By the way... C90 with boots is the best airplane I've ever been in the ice with that couldn't just go higher and top everything. I don't know what it is about the king air but it just doesn't seem to accumulate much ice on the wings. I hardly ever get it.
 
Just curious. When was the last time you had to worry about how much you were spending on a hotel while on the job?

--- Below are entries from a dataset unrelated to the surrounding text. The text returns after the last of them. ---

use std::fmt;
use std::str::FromStr;

use chrono::{DateTime, Utc};
use serde::{Deserialize, Serialize};

/// Trade direction, serialized lowercase to match the exchange API.
#[derive(Debug, Clone, Copy, PartialEq, Eq, Serialize, Deserialize)]
#[serde(rename_all = "lowercase")]
pub enum Side {
    Buy,
    Sell,
}

impl Side {
    pub fn as_str(&self) -> &'static str {
        match self {
            Side::Buy => "buy",
            Side::Sell => "sell",
        }
    }
}

impl fmt::Display for Side {
    fn fmt(&self, f: &mut fmt::Formatter<'_>) -> fmt::Result {
        f.write_str(self.as_str())
    }
}

impl FromStr for Side {
    type Err = String;

    fn from_str(s: &str) -> Result<Self, Self::Err> {
        match s {
            "buy" => Ok(Side::Buy),
            "sell" => Ok(Side::Sell),
            other => Err(format!("unknown trade side: {other}")),
        }
    }
}

/// Whether a pass simulates trades or submits them for real.
#[derive(Debug, Clone, Copy, PartialEq, Eq, Serialize, Deserialize)]
pub enum ExecutionMode {
    DryRun,
    Production,
}

impl ExecutionMode {
    pub fn from_dry_run(dry_run: bool) -> Self {
        if dry_run {
            ExecutionMode::DryRun
        } else {
            ExecutionMode::Production
        }
    }

    pub fn as_str(&self) -> &'static str {
        match self {
            ExecutionMode::DryRun => "DRY_RUN",
            ExecutionMode::Production => "PRODUCTION",
        }
    }
}

impl fmt::Display for ExecutionMode {
    fn fmt(&self, f: &mut fmt::Formatter<'_>) -> fmt::Result {
        f.write_str(self.as_str())
    }
}

impl FromStr for ExecutionMode {
    type Err = String;

    fn from_str(s: &str) -> Result<Self, Self::Err> {
        match s {
            "DRY_RUN" => Ok(ExecutionMode::DryRun),
            "PRODUCTION" => Ok(ExecutionMode::Production),
            other => Err(format!("unknown execution mode: {other}")),
        }
    }
}

/// One trade the planner wants executed. Transient; only the resulting
/// record is persisted.
#[derive(Debug, Clone, PartialEq)]
pub struct TradeIntent {
    pub asset: String,
    pub operation: Side,
    /// Trade value in THB, rounded to 2 dp.
    pub amount_thb: f64,
    /// Trade quantity in coin units, rounded to 8 dp.
    pub coin_amount: f64,
    /// Reference price the sizing was computed against.
    pub price: f64,
    /// Deviation (percentage points) that triggered the trade.
    pub deviation: f64,
}

impl TradeIntent {
    /// Amount the exchange endpoint expects: THB spend for a buy,
    /// coin quantity for a sell.
    pub fn order_amount(&self) -> f64 {
        match self.operation {
            Side::Buy => self.amount_thb,
            Side::Sell => self.coin_amount,
        }
    }
}

/// Immutable historical fact of one trade attempt, as stored.
#[derive(Debug, Clone, Serialize)]
pub struct TradeRecord {
    pub id: i64,
    pub timestamp: DateTime<Utc>,
    pub asset: String,
    pub operation: Side,
    pub amount_thb: f64,
    pub coin_amount: f64,
    pub price: f64,
    pub mode: ExecutionMode,
    pub deviation: f64,
    pub log_message: String,
}

/// Row about to be inserted; the store assigns id and timestamp.
#[derive(Debug, Clone)]
pub struct TradeRecordInsert {
    pub asset: String,
    pub operation: Side,
    pub amount_thb: f64,
    pub coin_amount: f64,
    pub price: f64,
    pub mode: ExecutionMode,
    pub deviation: f64,
    pub log_message: String,
}

impl TradeRecordInsert {
    pub fn from_intent(intent: &TradeIntent, mode: ExecutionMode, log_message: String) -> Self {
        Self {
            asset: intent.asset.clone(),
            operation: intent.operation,
            amount_thb: intent.amount_thb,
            coin_amount: intent.coin_amount,
            price: intent.price,
            mode,
            deviation: intent.deviation,
            log_message,
        }
    }
}
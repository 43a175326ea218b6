use tracing_subscriber::EnvFilter;

pub fn setup_logger() {
    let filter = EnvFilter::new("info").add_directive("sqlx=warn".parse().unwrap());

    tracing_subscriber::fmt()
        .with_target(true)
        .with_level(true)
        .with_ansi(true)
        .compact()
        .with_env_filter(filter)
        .init();
}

I haven't. But even if I did, I wouldn't lie about working for the government. If it's at the discretion of the hotel management, why not say "Hey, I'm trying to stay as cheap as possible. Any chance you could get my rate in the ballpark of the government rate?"
 
I don't know anything about the TKS system on the Cirrus, but how long will a full tank last in icing conditions? Minutes? Hours? Also, do you have a gauge showing you the amount left in the tank?
 
I don't know anything about the TKS system on the Cirrus, but how long will a full tank last in icing conditions? Minutes? Hours? Also, do you have a gauge showing you the amount left in the tank?
If it's anything like the 210/Baron Flight Express setup, 70 minutes on max, 120 on normal flow. I found if I never needed continuous max, there were more pressing things going on though. :)
 
I don't know anything about the TKS system on the Cirrus, but how long will a full tank last in icing conditions? Minutes? Hours? Also, do you have a gauge showing you the amount left in the tank?
I don't have my FIKI SR22 manual in front of me, but I believe 8 gallons (full tanks) will last 240 minutes on normal, 120 on high, and 60 on max. I remember being impressed with the durations, and I know each flow rate is twice as much as the previous.

I don't have much experience in ice beyond what the normal flow would clear.

There is a TKS fluid level display on the G1000, similar to a fuel gauge. I'm not sure exactly how this measurement is taken, but it seems reasonably accurate.
 
Thanks guys. I was always curious about that. I'm sure if there's no gauge in non G1000 equipped aircraft, there must be some sort of sight gauge?

Also if you have the TKS set to low flow for max duration, will that generally prevent the accumulation of light icing? I'm talking about being in visible moisture at lower altitudes this time of year and constantly getting ice.
 
I haven't. But even if I did, I wouldn't lie about working for the government. If it's at the discretion of the hotel management, why not say "Hey, I'm trying to stay as cheap as possible. Any chance you could get my rate in the ballpark of the government rate?"


Three things:

#1, you have a corporate job, that ALL of your job related expenses are paid for on the road. You have no room to speak about getting a discount.

#2: Why you so upset about something as trivial as this?

#3: He's flying LIDAR, on a government contract(NOAA?). He is a government contractor. He gets the government rate by default. Or, we could just turn it over to our own government to do, and take a $1m job cost and turn it into a $10m cost if you'd like.

Me, I'm a little more worried about what my responsibilities are in protecting what I got. I could care less if someone uses their pilot certificates to get a hotel discount. Their only about as valuable as a AAA card anyways.
 
#1, you have a corporate job, that ALL of your job related expenses are paid for on the road. You have no room to speak about getting a discount.
The terms of my employment has ABSOLUTELY nothing to do with it.

#2: Why you so upset about something as trivial as this?
He's NOT a government employee, and therefore should NOT be getting the government employee discount. Marriott, for example, makes it very clear that contractors are not privileged to the government rate. http://www.marriott.com/File Blocks/US/Deals/chart.htm

#3: He's flying LIDAR, on a government contract(NOAA?). He is a government contractor. He gets the government rate by default. Or, we could just turn it over to our own government to do, and take a $1m job cost and turn it into a $10m cost if you'd like.
The two companies for which I work do well over a combined billion dollars per year of work, under contract, for the government. Despite that, I've never so much as even THOUGHT about booking under the government rate. And as I mentioned, he does NOT "get the government rate by default."